# Problem with my 2 week old plant



## FrankWannaGrow (Nov 23, 2020)

Hi, this is my first post here. I planted the seed about 2 weeks ago, and the plant seems to be having some problems. I did as much of my own research as I could and couldn’t conclude what the problem was, so maybe you all could help me. Here’s a couple pictures.


----------



## pute (Nov 23, 2020)

Welcome Frank.   First,  tell us what you are doing so we can figure our exactly what is wrong.  We can tell what is wrong from the picture most likely but you need to learn how to speak the language.....so whatsya doing?


----------



## FrankWannaGrow (Nov 23, 2020)

putembk said:


> Welcome Frank.   First,  tell us what you are doing so we can figure our exactly what is wrong.  We can tell what is wrong from the picture most likely but you need to learn how to speak the language.....so whatsya doing?



Gotcha, sorry about that. I’ve just been watering after the top inch or so of soil dries out. I have not been providing it with any other nutrients or anything. Does that answer to ur question? If not, I’d be happy to provide more details


----------



## pute (Nov 23, 2020)

So, I assume you are giving tap water right out of the tap?


----------



## FrankWannaGrow (Nov 23, 2020)

putembk said:


> So, I assume you are giving tap water right out of the tap?



Yes that is correct.


----------



## pute (Nov 23, 2020)

I will help get you through the day.  First , let tap water sit overnight.  That will allow the chlorine and other bad chemicals  to dissipate.  Next and NOW get some cal/mag at the local grow store or nursery.  Give 7 1/2 mil/gal next time you water....sooner than later.  Cut the dead stuff out as it won't come back.  Next you need something to measure your ph of the water.  Tap is usually 7.0 and you need no more than 6.5.  If your medium is sunshine and it looks like it is you can go lower.  Do this now.  
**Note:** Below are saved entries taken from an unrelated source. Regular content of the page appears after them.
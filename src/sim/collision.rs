//! Car-to-car overlap and push-apart
//!
//! Each car is an oriented rectangle around its render position. Overlaps are
//! found with the separating axis test on the two boxes' four edge normals and
//! resolved along the axis of least overlap. Only render positions move; the
//! arc-length state is never touched.

use glam::Vec2;

use super::state::RaceState;

/// Result of an overlap check
#[derive(Debug, Clone)]
pub struct CollisionResult {
    /// Whether the boxes overlap
    pub hit: bool,
    /// Unit separation direction, pointing from the first box to the second
    pub normal: Vec2,
    /// Overlap along `normal` (for position correction)
    pub penetration: f32,
}

impl CollisionResult {
    pub fn miss() -> Self {
        Self {
            hit: false,
            normal: Vec2::ZERO,
            penetration: 0.0,
        }
    }
}

/// Oriented bounding box of one car (pixels)
#[derive(Debug, Clone, Copy, PartialEq)]
pub struct CarBox {
    pub center: Vec2,
    /// Unit vector along the direction of travel
    pub axis: Vec2,
    pub half_length: f32,
    pub half_width: f32,
}

impl CarBox {
    pub fn new(center: Vec2, heading: f32, half_length: f32, half_width: f32) -> Self {
        Self {
            center,
            axis: Vec2::from_angle(heading),
            half_length,
            half_width,
        }
    }

    #[inline]
    pub fn normal(&self) -> Vec2 {
        self.axis.perp()
    }

    /// Half extent of the box projected onto a unit direction
    #[inline]
    pub fn project_radius(&self, dir: Vec2) -> f32 {
        self.half_length * self.axis.dot(dir).abs() + self.half_width * self.normal().dot(dir).abs()
    }
}

/// Separating axis test between two boxes
pub fn obb_overlap(a: &CarBox, b: &CarBox) -> CollisionResult {
    let d = b.center - a.center;
    let mut best = CollisionResult::miss();
    best.penetration = f32::INFINITY;

    for axis in [a.axis, a.normal(), b.axis, b.normal()] {
        let dist = d.dot(axis);
        let overlap = a.project_radius(axis) + b.project_radius(axis) - dist.abs();
        if overlap <= 0.0 {
            return CollisionResult::miss();
        }
        if overlap < best.penetration {
            best.penetration = overlap;
            best.normal = if dist >= 0.0 { axis } else { -axis };
        }
    }

    best.hit = true;
    best
}

/// Car body dimensions and push cap in pixels
#[derive(Debug, Clone, Copy, PartialEq)]
pub struct BodyParams {
    pub half_length: f32,
    pub half_width: f32,
    /// Largest correction applied to one pair in one pass
    pub max_push: f32,
}

impl BodyParams {
    pub fn from_state(state: &RaceState) -> Self {
        let t = &state.tuning;
        Self {
            half_length: t.car_length * state.cell_size * 0.5,
            half_width: t.car_width * state.cell_size * 0.5,
            max_push: t.collision_max_push * state.cell_size,
        }
    }

    pub fn body(&self, center: Vec2, heading: f32) -> CarBox {
        CarBox::new(center, heading, self.half_length, self.half_width)
    }
}

/// Push two overlapping boxes apart, half the correction each.
/// Returns the penetration found before the push.
pub fn separate(a: &mut CarBox, b: &mut CarBox, max_push: f32) -> f32 {
    let hit = obb_overlap(a, b);
    if !hit.hit {
        return 0.0;
    }
    let push = hit.normal * hit.penetration.min(max_push) * 0.5;
    a.center -= push;
    b.center += push;
    hit.penetration
}

/// Iteratively separate nearby cars' render positions
///
/// Each car is checked against the next few cars in track order. Within a
/// pair the lower id is always the first box, so results do not depend on
/// slot order.
pub fn separate_cars(state: &mut RaceState) {
    let n = state.len();
    if n < 2 {
        return;
    }
    let params = BodyParams::from_state(state);
    let window = state.tuning.collision_window.min(n - 1);

    for _ in 0..state.tuning.collision_iterations {
        let mut moved = false;
        for k in 0..n {
            for w in 1..=window {
                // Pair already visited from the other end
                let back = n - w;
                if back < w || (back == w && k >= w) {
                    continue;
                }

                let (mut first, mut second) = (state.order[k], state.order[(k + w) % n]);
                if state.ids[second] < state.ids[first] {
                    std::mem::swap(&mut first, &mut second);
                }
                let mut a = params.body(state.pos[first], state.heading[first]);
                let mut b = params.body(state.pos[second], state.heading[second]);
                if separate(&mut a, &mut b, params.max_push) > 0.0 {
                    state.pos[first] = a.center;
                    state.pos[second] = b.center;
                    moved = true;
                }
            }
        }
        if !moved {
            break;
        }
    }
}

#[cfg(test)]
mod tests {
    use super::*;
    use crate::config::Tuning;
    use crate::sim::pose;
    use crate::sim::state::CarSetup;
    use crate::sim::track::{TrackGrid, TrackLoop};
    use proptest::prelude::*;
    use std::f32::consts::FRAC_PI_2;

    fn pair_penetrations(state: &RaceState) -> Vec<f32> {
        let params = BodyParams::from_state(state);
        let mut out = Vec::new();
        for i in 0..state.len() {
            for j in (i + 1)..state.len() {
                let a = params.body(state.pos[i], state.heading[i]);
                let b = params.body(state.pos[j], state.heading[j]);
                out.push(obb_overlap(&a, &b).penetration);
            }
        }
        out
    }

    fn total_penetration(state: &RaceState) -> f32 {
        pair_penetrations(state).iter().sum()
    }

    fn ring() -> TrackLoop {
        TrackLoop::build(&TrackGrid::ring(12, 10)).unwrap()
    }

    fn params() -> BodyParams {
        let t = Tuning::default();
        BodyParams {
            half_length: t.car_length * 16.0,
            half_width: t.car_width * 16.0,
            max_push: t.collision_max_push * 32.0,
        }
    }

    #[test]
    fn test_obb_overlap_side_by_side() {
        let p = params();
        let a = p.body(Vec2::ZERO, 0.0);
        let b = p.body(Vec2::new(0.0, 6.0), 0.0);
        let hit = obb_overlap(&a, &b);
        assert!(hit.hit);
        assert!((hit.penetration - (2.0 * p.half_width - 6.0)).abs() < 1e-4);
        assert!(hit.normal.distance(Vec2::Y) < 1e-5);
    }

    #[test]
    fn test_obb_miss() {
        let p = params();
        let a = p.body(Vec2::ZERO, 0.0);
        let b = p.body(Vec2::new(30.0, 0.0), FRAC_PI_2);
        assert!(!obb_overlap(&a, &b).hit);

        // Exactly touching counts as apart
        let c = p.body(Vec2::new(0.0, 2.0 * p.half_width), 0.0);
        assert!(!obb_overlap(&a, &c).hit);
    }

    #[test]
    fn test_coincident_boxes_push_along_first_axis() {
        let p = params();
        let a = p.body(Vec2::ZERO, 0.0);
        let hit = obb_overlap(&a, &a);
        assert!(hit.hit);
        // Least overlap is across the width, pointing along +normal
        assert!(hit.normal.distance(a.normal()) < 1e-5);
    }

    #[test]
    fn test_separate_splits_evenly() {
        let p = params();
        let mut a = p.body(Vec2::ZERO, 0.0);
        let mut b = p.body(Vec2::new(0.0, 6.0), 0.0);
        let pen = separate(&mut a, &mut b, p.max_push);
        assert!(pen > 0.0);
        assert!((a.center.y + pen * 0.5).abs() < 1e-4);
        assert!((b.center.y - 6.0 - pen * 0.5).abs() < 1e-4);
    }

    #[test]
    fn test_separate_cars_clears_pileup() {
        let cars = vec![
            CarSetup::new(1, 3.0, 3.0),
            CarSetup::new(2, 3.0, 3.1),
            CarSetup::new(3, 3.0, 3.2),
            CarSetup::new(4, 3.0, 3.3),
        ];
        let mut state = RaceState::with_cars(ring(), Tuning::default(), 32.0, 3, cars);
        let s_before = state.s.clone();
        assert!(total_penetration(&state) > 0.0);

        separate_cars(&mut state);
        let tolerance = 0.01 * state.tuning.car_width * state.cell_size;
        for pen in pair_penetrations(&state) {
            assert!(pen < tolerance, "left {pen}px");
        }
        assert_eq!(state.s, s_before, "push-apart never moves arc length");
    }

    proptest! {
        #[test]
        fn prop_one_pass_separates_a_pair(
            bx in -12.0f32..12.0,
            by in -12.0f32..12.0,
            ha in -3.2f32..3.2,
            hb in -3.2f32..3.2,
        ) {
            let p = params();
            let mut a = p.body(Vec2::ZERO, ha);
            let mut b = p.body(Vec2::new(bx, by), hb);
            separate(&mut a, &mut b, p.max_push);
            let after = obb_overlap(&a, &b);
            prop_assert!(!after.hit || after.penetration < 1e-3, "left {}", after.penetration);
        }

        #[test]
        fn prop_window_cars_end_apart(
            spots in proptest::collection::vec((3.0f32..3.6, -1.0f32..1.0), 2..=4),
            start in prop::sample::select(vec![3.0f32, 11.2, 20.1]),
        ) {
            // At most window + 1 cars, so every pair is checked
            let cars = spots
                .iter()
                .enumerate()
                .map(|(i, &(s, _))| CarSetup::new(i as u32 + 1, 3.0, s - 3.0 + start))
                .collect();
            let mut state = RaceState::with_cars(ring(), Tuning::default(), 32.0, 3, cars);
            for (car, &(_, lane)) in spots.iter().enumerate() {
                state.lane[car] = lane;
            }
            pose::refresh(&mut state);

            separate_cars(&mut state);
            let tolerance = 0.01 * state.tuning.car_width * state.cell_size;
            for pen in pair_penetrations(&state) {
                prop_assert!(pen < tolerance, "left {}px", pen);
            }
        }
    }
}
Next, Introduce yourself tell us what your goals and plans are.  Then READ!   Lots of good info right in the beginners forums.  Do that now......that is your homework for the day.....now get to it.....


----------



## FrankWannaGrow (Nov 23, 2020)

putembk said:


> I will help get you through the day.  First , let tap water sit overnight.  That will allow the chlorine and other bad chemicals  to dissipate.  Next and NOW get some cal/mag at the local grow store or nursery.  Give 7 1/2 mil/gal next time you water....sooner than later.  Cut the dead stuff out as it won't come back.  Next you need something to measure your ph of the water.  Tap is usually 7.0 and you need no more than 6.5.  If your medium is sunshine and it looks like it is you can go lower.  Do this now.
> 
> Next, Introduce yourself tell us what your goals and plans are.  Then READ!   Lots of good info right in the beginners forums.  Do that now......that is your homework for the day.....now get to it.....



Awesome, thanks so much for all the great info and for your time! I really appreciate it!


----------



## ROSTERMAN (Nov 23, 2020)

Good Advice Pute
Frank Can I inquire as to the soil, store bought, home made , or from back yard?
Soil is important too.


----------



## FrankWannaGrow (Nov 23, 2020)

RosterTheCog said:


> Good Advice Pute
> Frank Can I inquire as to the soil, store bought, home made , or from back yard?
> Soil is important too.



Hi thanks for the input, the soil is store bought. I believe it’s the miracle grow potting mix.


----------



## boo (Nov 23, 2020)

you need to loose that potting soil and use something that is kinder to your plant...try the miracle grow pro organic soil mix, it will make life easier...get a pH pen to dial in your water...that's a must...


----------



## FrankWannaGrow (Nov 23, 2020)

boo said:


> you need to loose that potting soil and use something that is kinder to your plant...try the miracle grow pro organic soil mix, it will make life easier...get a pH pen to dial in your water...that's a must...



Will do! Thank you for the advice!!! I appreciate it.


----------



## Chad.Westport (Nov 23, 2020)

It's all a learning process, even when you've done this for years. That is part of the beauty and art of growing. Luckily for us all, there are great forums with good people, like this one. Welcome and enjoy the process!


----------



## FrankWannaGrow (Nov 24, 2020)

Chad.Westport said:


> It's all a learning process, even when you've done this for years. That is part of the beauty and art of growing. Luckily for us all, there are great forums with good people, like this one. Welcome and enjoy the process!



Thank you! I’m obviously very amateur, but I look forward to learning lots of new info! Even from this thread I’ve already learned a lot and I appreciate all of you for your contributions.


----------